Target kembali untung masih dibidik

Meski baru membukukan rugi besar, Honda menyatakan berharap dapat kembali meraih keuntungan pada tahun fiskal ini. Mibe menegaskan tanggung jawabnya adalah membawa Honda kembali tumbuh dengan cepat sambil tetap menghadirkan produk mobilitas yang unik dan beragam ke pasar global.

Pernyataan itu memberi sinyal bahwa Honda belum ingin terjebak terlalu lama dalam fase defensif.

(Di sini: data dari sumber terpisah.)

//! Terminal color constants and utilities for CLI output.

use std::io::{self, Write};

pub const RESET: &str = "\x1b[0m";
pub const BOLD: &str = "\x1b[1m";
pub const DIM: &str = "\x1b[2m";
pub const GREEN: &str = "\x1b[32m";
pub const YELLOW: &str = "\x1b[33m";
pub const CYAN: &str = "\x1b[36m";

/// Flush stdout so a line printed without a newline shows up before slow work.
#[inline]
pub fn flush_stdout() {
    io::stdout().flush().ok();
}

/// Print a command banner followed by a rule.
pub fn print_header(title: &str, subject: &str) {
    println!("\n{}{}{} - {}", BOLD, title, RESET, subject);
    println!("{}", "─".repeat(50));
}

Perusahaan mencoba menyeimbangkan restrukturisasi dengan upaya memulihkan kepercayaan pasar dan memperbaiki kinerja bisnis inti.

Honda juga membuka jalan kerja sama

Di tengah tekanan itu, Honda masih berdiskusi dengan Nissan Motor Co. dan Mitsubishi Motors Corp dalam sejumlah bidang strategis. Pembicaraan tersebut mencakup platform kendaraan berbasis perangkat lunak generasi berikutnya serta baterai.

Menurut Mibe, diskusi berjalan dengan baik dan hubungan Honda dengan Nissan serta Mitsubishi tetap terjaga. Sampai saat ini belum ada keputusan konkret yang diumumkan dari pembicaraan tersebut.

Langkah ini penting karena menunjukkan Honda tidak hanya mengandalkan pemangkasan proyek untuk merespons perubahan pasar. Perusahaan juga mencari opsi melalui kolaborasi di area teknologi yang akan menentukan daya saing industri otomotif ke depan.

Bagi Honda, tantangan berikutnya adalah memastikan penyesuaian strategi tidak membuat mereka tertinggal lebih jauh. Dengan target kembali untung pada tahun fiskal ini, perhatian pasar kini tertuju pada seberapa cepat restrukturisasi bisnis kendaraan listrik itu bisa berubah menjadi pemulihan yang nyata.